We know that the cross-correlation of the output of a system with IR $h$ with its input is given by $$ R_{yx}(k)=\left(R_{xx}*h\right)(k). $$ When the input is a white noise, then its autocorrelation $R_{xx}(k)$ is a Dirac impulse with weight $\sigma_x^2$, $R_{xx}(k)=\sigma_x^2\delta(k)$, and $R_{yx}$ is proportional to the impulse response: $$ R_{yx}(k)=\sigma_x^2 h(k). $$ This is what we observe here:

In [11]:
# An object "uniform random variable" with fixed bounds [0,1]
from correlation import xcorr
x_uni = stats.uniform(loc=0, scale=1)
(m, v) = x_uni.stats(moments='mv')
print("Uniform distribution: ",
      "Value of the mean : {0:2.3f} and of the variance {1:2.3f}".format(
          float(m), float(v)))
N = 1000  #Number of samples
x = stats.uniform(-0.5, 1).rvs(N)  #generates N values for x
a = 0.8
y = lfilter([1], [1, -a], x)  #Computes the output of the system
L = 30
Ryx, lags = xcorr(y, x, maxlags=L)  #then the cross-correlation
d = zeros(N)
d[0] = 1
h = lfilter([1], [1, -a], d)  #and the impulse response
plot(arange(L), Ryx[arange(L, L + L)], label="Intercorrelation $R_{yx}(k)$")
plot(arange(L), v * h[arange(L)], label="Impulse response $h(k)$")
xlabel("Lags $k$")
grid(True)
legend()
Uniform distribution:  Value of the mean : 0.500 and of the variance 0.083
Out[11]:
<matplotlib.legend.Legend at 0x7fe25ce5db00>

In the noisy case, the same kind of observations hold.

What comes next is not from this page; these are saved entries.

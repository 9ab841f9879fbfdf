//! # Postgres Storage
//!
//! Production implementations of [`AttemptStore`] and [`RequestStore`] over a
//! `sqlx` connection pool. The schema lives in `migrations/`; queries bind
//! the enum types (`attempt_outcome`, `request_status`) directly.

use async_trait::async_trait;
use sqlx::PgPool;
use time::OffsetDateTime;
use uuid::Uuid;

use crate::error::StoreError;
use crate::models::{AttemptRecord, AttemptTotals, VerificationRequest};
use crate::storage::{AttemptStore, RequestStore};

pub struct PgAttemptStore {
    pool: PgPool,
}

impl PgAttemptStore {
    pub fn new(pool: PgPool) -> Self {
        Self { pool }
    }
}

#[async_trait]
impl AttemptStore for PgAttemptStore {
    async fn record(&self, attempt: &AttemptRecord) -> Result<(), StoreError> {
        sqlx::query(
            r#"
            INSERT INTO verification_attempts
                (identity, ip_address, user_agent, kind, outcome, error_detail, created_at)
            VALUES ($1, $2, $3, $4, $5, $6, $7)
            "#,
        )
        .bind(&attempt.identity)
        .bind(&attempt.ip_address)
        .bind(&attempt.user_agent)
        .bind(&attempt.kind)
        .bind(attempt.outcome)
        .bind(&attempt.error_detail)
        .bind(attempt.created_at)
        .execute(&self.pool)
        .await?;

        Ok(())
    }

    async fn since(
        &self,
        identity: &str,
        cutoff: OffsetDateTime,
        limit: u32,
    ) -> Result<Vec<AttemptRecord>, StoreError> {
        let attempts = sqlx::query_as::<_, AttemptRecord>(
            r#"
            SELECT identity, ip_address, user_agent, kind, outcome, error_detail, created_at
            FROM verification_attempts
            WHERE identity = $1 AND created_at >= $2
            ORDER BY created_at DESC
            LIMIT $3
            "#,
        )
        .bind(identity)
        .bind(cutoff)
        .bind(i64::from(limit))
        .fetch_all(&self.pool)
        .await?;

        Ok(attempts)
    }

    async fn count_since(
        &self,
        identity: &str,
        cutoff: OffsetDateTime,
    ) -> Result<i64, StoreError> {
        let count = sqlx::query_scalar::<_, i64>(
            r#"
            SELECT COUNT(*)
            FROM verification_attempts
            WHERE identity = $1 AND created_at >= $2
            "#,
        )
        .bind(identity)
        .bind(cutoff)
        .fetch_one(&self.pool)
        .await?;

        Ok(count)
    }

    async fn oldest_since(
        &self,
        identity: &str,
        cutoff: OffsetDateTime,
    ) -> Result<Option<OffsetDateTime>, StoreError> {
        let oldest = sqlx::query_scalar::<_, Option<OffsetDateTime>>(
            r#"
            SELECT MIN(created_at)
            FROM verification_attempts
            WHERE identity = $1 AND created_at >= $2
            "#,
        )
        .bind(identity)
        .bind(cutoff)
        .fetch_one(&self.pool)
        .await?;

        Ok(oldest)
    }

    async fn summary(&self, identity: &str) -> Result<AttemptTotals, StoreError> {
        let totals = sqlx::query_as::<_, AttemptTotals>(
            r#"
            SELECT
                COUNT(*) AS total,
                COUNT(*) FILTER (WHERE outcome = 'success') AS successes,
                COUNT(*) FILTER (WHERE outcome = 'failure') AS failures,
                MAX(created_at) AS last_attempt_at
            FROM verification_attempts
            WHERE identity = $1
            "#,
        )
        .bind(identity)
        .fetch_one(&self.pool)
        .await?;

        Ok(totals)
    }

    async fn purge_older_than(&self, cutoff: OffsetDateTime) -> Result<u64, StoreError> {
        let result = sqlx::query(
            r#"
            DELETE FROM verification_attempts
            WHERE created_at < $1
            "#,
        )
        .bind(cutoff)
        .execute(&self.pool)
        .await?;

        Ok(result.rows_affected())
    }
}

pub struct PgRequestStore {
    pool: PgPool,
}

impl PgRequestStore {
    pub fn new(pool: PgPool) -> Self {
        Self { pool }
    }
}

const REQUEST_COLUMNS: &str =
    "id, identity, token, payload, status, expires_at, created_at, verified_at, completion";

#[async_trait]
impl RequestStore for PgRequestStore {
    async fn insert(&self, request: &VerificationRequest) -> Result<(), StoreError> {
        sqlx::query(
            r#"
            INSERT INTO verification_requests
                (id, identity, token, payload, status, expires_at, created_at, verified_at, completion)
            VALUES ($1, $2, $3, $4, $5, $6, $7, $8, $9)
            "#,
        )
        .bind(request.id)
        .bind(&request.identity)
        .bind(&request.token)
        .bind(&request.payload)
        .bind(request.status)
        .bind(request.expires_at)
        .bind(request.created_at)
        .bind(request.verified_at)
        .bind(&request.completion)
        .execute(&self.pool)
        .await?;

        Ok(())
    }

    async fn find_by_token(
        &self,
        token: &str,
    ) -> Result<Option<VerificationRequest>, StoreError> {
        let request = sqlx::query_as::<_, VerificationRequest>(&format!(
            "SELECT {REQUEST_COLUMNS} FROM verification_requests WHERE token = $1"
        ))
        .bind(token)
        .fetch_optional(&self.pool)
        .await?;

        Ok(request)
    }

    async fn latest_pending(
        &self,
        identity: &str,
    ) -> Result<Option<VerificationRequest>, StoreError> {
        let request = sqlx::query_as::<_, VerificationRequest>(&format!(
            r#"
            SELECT {REQUEST_COLUMNS}
            FROM verification_requests
            WHERE identity = $1 AND status = 'pending'
            ORDER BY created_at DESC
            LIMIT 1
            "#
        ))
        .bind(identity)
        .fetch_optional(&self.pool)
        .await?;

        Ok(request)
    }

    async fn expire_pending(&self, identity: &str) -> Result<u64, StoreError> {
        let result = sqlx::query(
            r#"
            UPDATE verification_requests
            SET status = 'expired'
            WHERE identity = $1 AND status = 'pending'
            "#,
        )
        .bind(identity)
        .execute(&self.pool)
        .await?;

        Ok(result.rows_affected())
    }

    async fn mark_expired(&self, id: Uuid) -> Result<u64, StoreError> {
        let result = sqlx::query(
            r#"
            UPDATE verification_requests
            SET status = 'expired'
            WHERE id = $1 AND status = 'pending'
            "#,
        )
        .bind(id)
        .execute(&self.pool)
        .await?;

        Ok(result.rows_affected())
    }

    async fn mark_verified(
        &self,
        id: Uuid,
        verified_at: OffsetDateTime,
        completion: &serde_json::Value,
    ) -> Result<u64, StoreError> {
        let result = sqlx::query(
            r#"
            UPDATE verification_requests
            SET status = 'verified', verified_at = $2, completion = $3
            WHERE id = $1 AND status = 'pending'
            "#,
        )
        .bind(id)
        .bind(verified_at)
        .bind(completion)
        .execute(&self.pool)
        .await?;

        Ok(result.rows_affected())
    }

    async fn pending_count(&self, identity: &str) -> Result<i64, StoreError> {
        let count = sqlx::query_scalar::<_, i64>(
            r#"
            SELECT COUNT(*)
            FROM verification_requests
            WHERE identity = $1 AND status = 'pending'
            "#,
        )
        .bind(identity)
        .fetch_one(&self.pool)
        .await?;

        Ok(count)
    }
}
//! Retention daemon: runs the janitor loop against the shared Postgres
//! ledger, purging attempts past the retention horizon.

use std::sync::Arc;

use sqlx::postgres::PgPoolOptions;
use tracing::info;
use tracing_bunyan_formatter::{BunyanFormattingLayer, JsonStorageLayer};
use tracing_subscriber::{EnvFilter, layer::SubscriberExt, util::SubscriberInitExt};
use verigate::models::PolicyConfig;
use verigate::services::janitor::RetentionJanitor;
use verigate::storage::PgAttemptStore;

#[tokio::main]
async fn main() {
    dotenvy::dotenv().ok();

    let formatting_layer = BunyanFormattingLayer::new("verigate".into(), std::io::stdout);
    tracing_subscriber::registry()
        .with(EnvFilter::try_from_default_env().unwrap_or_else(|_| "verigate=info".into()))
        .with(JsonStorageLayer)
        .with(formatting_layer)
        .init();

    let database_url =
        std::env::var("DATABASE_URL").expect("Env variable `DATABASE_URL` should be set");
    let db_pool = PgPoolOptions::new()
        .connect(&database_url)
        .await
        .expect("Failed to connect to Postgres");

    sqlx::migrate!()
        .run(&db_pool)
        .await
        .expect("Failed to run database migrations");

    let policy = PolicyConfig::from_env().expect("Invalid throttle policy configuration");
    let janitor = RetentionJanitor::new(Arc::new(PgAttemptStore::new(db_pool)), policy);
    janitor.spawn_purge_task();

    info!("Retention janitor running");
    tokio::signal::ctrl_c()
        .await
        .expect("Failed to listen for shutdown signal");
    info!("Shutting down");
}
//! # Request Lifecycle Manager
//!
//! Owns the verification-request entity: creation gated by the throttle
//! engine and the minimum-interval guard, supersession of prior pending
//! requests, token verification, and confirmation.
//!
//! ## Concurrency
//!
//! The throttle check and the subsequent writes are not one atomic storage
//! operation. Within a process, a per-identity advisory lock is held across
//! the whole check-then-write sequence, so a user double-clicking "resend"
//! cannot slip past the minimum interval. Across multiple instances the
//! overshoot is bounded: at worst one extra attempt beyond the configured
//! maximum, reconciled through the shared store on the next evaluation.

use std::sync::Arc;

use dashmap::DashMap;
use time::OffsetDateTime;
use tracing::{debug, info, instrument, warn};
use uuid::Uuid;

use crate::error::{ThrottleError, ThrottleResult};
use crate::models::{
    AttemptOutcome, AttemptRecord, ClientInfo, Decision, DenyReason, PolicyConfig, RequestStatus,
    VerificationRequest,
};
use crate::services::delivery::{DeliveryError, DeliverySender};
use crate::services::throttle::ThrottleEngine;
use crate::storage::{AttemptStore, RequestStore};
use crate::utils::constant::{DEFAULT_ATTEMPT_KIND, IDENTITY_LOCK_CAPACITY};
use crate::utils::validator::identity_permitted;

/// Result of a successful `start` call.
#[derive(Debug)]
pub struct StartOutcome {
    pub request_id: Uuid,
    /// The redeemable token. Remains valid even when delivery failed.
    pub token: String,
    /// The throttle decision that approved the request, with counters the
    /// caller can use for warning banners.
    pub decision: Decision,
    /// Present when the transport could not deliver the link. The token is
    /// still redeemable; the caller decides whether to retry out-of-band.
    pub delivery_error: Option<DeliveryError>,
}

pub struct VerificationService {
    policy: PolicyConfig,
    ledger: Arc<dyn AttemptStore>,
    requests: Arc<dyn RequestStore>,
    sender: Arc<dyn DeliverySender>,
    engine: ThrottleEngine,
    /// Per-identity advisory locks serializing check-then-write sequences.
    identity_locks: DashMap<String, Arc<tokio::sync::Mutex<()>>>,
    kind: String,
}

impl VerificationService {
    pub fn new(
        policy: PolicyConfig,
        ledger: Arc<dyn AttemptStore>,
        requests: Arc<dyn RequestStore>,
        sender: Arc<dyn DeliverySender>,
    ) -> Self {
        info!("Initializing verification service");

        let engine = ThrottleEngine::new(Arc::clone(&ledger), policy.clone());
        Self {
            policy,
            ledger,
            requests,
            sender,
            engine,
            identity_locks: DashMap::new(),
            kind: DEFAULT_ATTEMPT_KIND.to_string(),
        }
    }

    /// Overrides the attempt category written to the ledger, e.g. to reuse
    /// the service for password-reset links.
    pub fn with_kind(mut self, kind: impl Into<String>) -> Self {
        self.kind = kind.into();
        self
    }

    /// Starts a verification flow for `identity`.
    ///
    /// Runs the minimum-interval guard and the throttle engine; on approval,
    /// supersedes older pending requests, mints a token-backed request,
    /// attempts delivery, and records the outcome in the attempt ledger.
    ///
    /// # Errors
    ///
    /// - [`ThrottleError::InvalidIdentity`] - malformed or disallowed address
    /// - [`ThrottleError::Denied`] - a quota or the minimum interval tripped
    /// - [`ThrottleError::Persistence`] - the token-bearing row could not be
    ///   written (fatal, unlike audit-row writes)
    #[instrument(skip(self, payload, client), fields(identity = %identity))]
    pub async fn start(
        &self,
        identity: &str,
        payload: serde_json::Value,
        client: ClientInfo,
        now: OffsetDateTime,
    ) -> ThrottleResult<StartOutcome> {
        if !identity_permitted(identity) {
            warn!("Rejected verification request for malformed identity");
            return Err(ThrottleError::InvalidIdentity);
        }

        let lock = self.lock_for(identity);
        let _guard = lock.lock().await;

        // Minimum-interval guard: keyed off the most recent pending request,
        // not the attempt ledger, so even a clean history cannot re-request
        // faster than the configured spacing.
        if let Some(pending) = self.requests.latest_pending(identity).await? {
            let next_allowed_at = pending.created_at + self.policy.min_interval();
            if now < next_allowed_at {
                let decision = Decision::deny(DenyReason::MinInterval, next_allowed_at, now, 0, 0);
                warn!(
                    wait_minutes = decision.wait_minutes,
                    "Denied: minimum interval between requests not met"
                );
                self.log_attempt(
                    identity,
                    &client,
                    AttemptOutcome::Failure,
                    Some("minimum interval between requests not met"),
                    now,
                )
                .await;
                return Err(ThrottleError::Denied(decision));
            }
        }

        let decision = self.engine.evaluate(identity, now).await;
        if !decision.allowed {
            let detail = decision
                .reason
                .map(|r| format!("throttled: {r}"))
                .unwrap_or_else(|| "throttled".to_string());
            warn!(
                reason = ?decision.reason,
                wait_minutes = decision.wait_minutes,
                "Denied by throttle policy"
            );
            self.log_attempt(
                identity,
                &client,
                AttemptOutcome::Failure,
                Some(&detail),
                now,
            )
            .await;
            return Err(ThrottleError::Denied(decision));
        }

        let superseded = self.requests.expire_pending(identity).await?;
        if superseded > 0 {
            info!(superseded, "Superseded older pending requests");
        }

        let request = VerificationRequest::mint(identity, payload, now);
        if let Err(e) = self.requests.insert(&request).await {
            self.log_attempt(
                identity,
                &client,
                AttemptOutcome::Failure,
                Some("failed to persist verification request"),
                now,
            )
            .await;
            return Err(e.into());
        }

        // Token minted is the primary success signal: a delivery failure is
        // recorded but does not revoke the token, since the caller may still
        // learn it by another channel.
        let delivery_error = match self
            .sender
            .deliver(identity, &request.token, &request.payload)
            .await
        {
            Ok(()) => None,
            Err(e) => {
                warn!(error = %e, "Delivery failed; token remains redeemable");
                Some(e)
            }
        };

        let detail = delivery_error.as_ref().map(ToString::to_string);
        self.log_attempt(
            identity,
            &client,
            AttemptOutcome::Success,
            detail.as_deref(),
            now,
        )
        .await;

        info!(request_id = %request.id, "Verification request created");
        Ok(StartOutcome {
            request_id: request.id,
            token: request.token,
            decision,
            delivery_error,
        })
    }

    /// Looks up a pending request by token without consuming it, so a token
    /// may be viewed before being finalized.
    ///
    /// A pending request found past its expiry is flipped to `expired` as a
    /// side effect; repeat calls keep returning [`ThrottleError::TokenExpired`].
    /// Already-verified tokens are no longer pending and report
    /// [`ThrottleError::TokenNotFound`].
    #[instrument(skip(self, token))]
    pub async fn verify_token(
        &self,
        token: &str,
        now: OffsetDateTime,
    ) -> ThrottleResult<VerificationRequest> {
        let Some(request) = self.requests.find_by_token(token).await? else {
            debug!("Token lookup missed");
            return Err(ThrottleError::TokenNotFound);
        };

        match request.status {
            RequestStatus::Expired => Err(ThrottleError::TokenExpired),
            RequestStatus::Verified => Err(ThrottleError::TokenNotFound),
            RequestStatus::Pending if request.is_expired_at(now) => {
                self.requests.mark_expired(request.id).await?;
                debug!(request_id = %request.id, "Expired pending request on lookup");
                Err(ThrottleError::TokenExpired)
            }
            RequestStatus::Pending => Ok(request),
        }
    }

    /// Finalizes a pending request: transitions it to `verified`, stamps
    /// `verified_at`, and stores the completion payload.
    ///
    /// Runs the same expiry check as [`Self::verify_token`] and is safe to
    /// call repeatedly; a second confirmation returns a typed error.
    #[instrument(skip(self, token, completion))]
    pub async fn confirm(
        &self,
        token: &str,
        completion: serde_json::Value,
        now: OffsetDateTime,
    ) -> ThrottleResult<()> {
        let request = self.verify_token(token, now).await?;
        let updated = self
            .requests
            .mark_verified(request.id, now, &completion)
            .await?;
        if updated == 0 {
            // The request stopped being pending between the lookup and the
            // write, e.g. a concurrent start superseded it. Re-read to report
            // the state the caller actually raced against.
            warn!(request_id = %request.id, "Confirmation lost a race; request no longer pending");
            let current = self.requests.find_by_token(token).await?;
            return Err(match current {
                Some(r) if r.status == RequestStatus::Expired => ThrottleError::TokenExpired,
                _ => ThrottleError::TokenNotFound,
            });
        }
        info!(request_id = %request.id, identity = %request.identity, "Request confirmed");
        Ok(())
    }

    fn lock_for(&self, identity: &str) -> Arc<tokio::sync::Mutex<()>> {
        if self.identity_locks.len() > IDENTITY_LOCK_CAPACITY {
            // An entry with extra strong references is currently held by an
            // in-flight start call and must survive the sweep.
            let initial_size = self.identity_locks.len();
            self.identity_locks
                .retain(|_, lock| Arc::strong_count(lock) > 1);
            debug!(
                initial_size,
                final_size = self.identity_locks.len(),
                "Pruned idle identity locks"
            );
        }

        self.identity_locks
            .entry(identity.to_string())
            .or_insert_with(|| Arc::new(tokio::sync::Mutex::new(())))
            .clone()
    }

    /// Best-effort ledger append: losing an audit row must not fail the
    /// caller's primary operation.
    async fn log_attempt(
        &self,
        identity: &str,
        client: &ClientInfo,
        outcome: AttemptOutcome,
        detail: Option<&str>,
        now: OffsetDateTime,
    ) {
        let mut attempt =
            AttemptRecord::new(identity, self.kind.clone(), outcome, now).with_client_info(client);
        if let Some(detail) = detail {
            attempt = attempt.with_detail(detail);
        }

        if let Err(e) = self.ledger.record(&attempt).await {
            warn!(error = %e, %outcome, "Failed to record attempt in ledger");
        }
    }
}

Indeed, if $z$ is a corrupted version of $y$, with $z(n)=y(n)+w(n)$, then $$ R_{zx}(k)=R_{yx}(k)+R_{wx}(k)=R_{yx}(k) $$ provided that $x$ and $w$ are uncorrelated, which is reasonable assumption.

In [12]:
N = 1000
#Remember that the variance of $x$ is given by
x_uni = stats.uniform(-0.5, 1)
(m, v) = x_uni.stats(moments='mv')
print("Uniform distribution: ",
      "Value of the mean : {0:2.3f} and of the variance {1:2.3f}".format(
          float(m), float(v)))
Uniform distribution:  Value of the mean : 0.000 and of the variance 0.083
In [13]:
N = 1000  #Number of samples
x = stats.uniform(-0.5, 1).rvs(N)  #generates N values for x
a = 0.8
y = lfilter([1], [1, -a], x)  #Computes the output of the system
w = stats.norm(0, 1).rvs(N)  #Gaussian noise
y = y + 0.5 * w
L = 50
Ryx, lags = xcorr(y, x, maxlags=L)  #then the cross-correlation
d = zeros(N)
d[0] = 1
h = lfilter([1], [1, -a], d)  #and the impulse response
plot(arange(L), Ryx[arange(L, L + L)], label="Intercorrelation $R_{yx}(k)$")
plot(arange(L), v * h[arange(L)], label="Impulse response $h(k)$")
xlabel("Lags $k$")
grid(True)
legend()
Out[13]:
<matplotlib.legend.Legend at 0x7fe25cd9eda0>

while the direct measure of the impulse response would give

In [14]:
plot(
    arange(N), h + 0.5 * w, label="Direct measurement of the impulse response")
plot(arange(N), h, label="True impulse response")
xlim([0, 30])
_ = legend()

Hence, we see that identification of a system is possible by cross-correlation, even when dealing with noisy outputs. Such identification would be impossible by direct measurement of the IR, because of the presence of noise.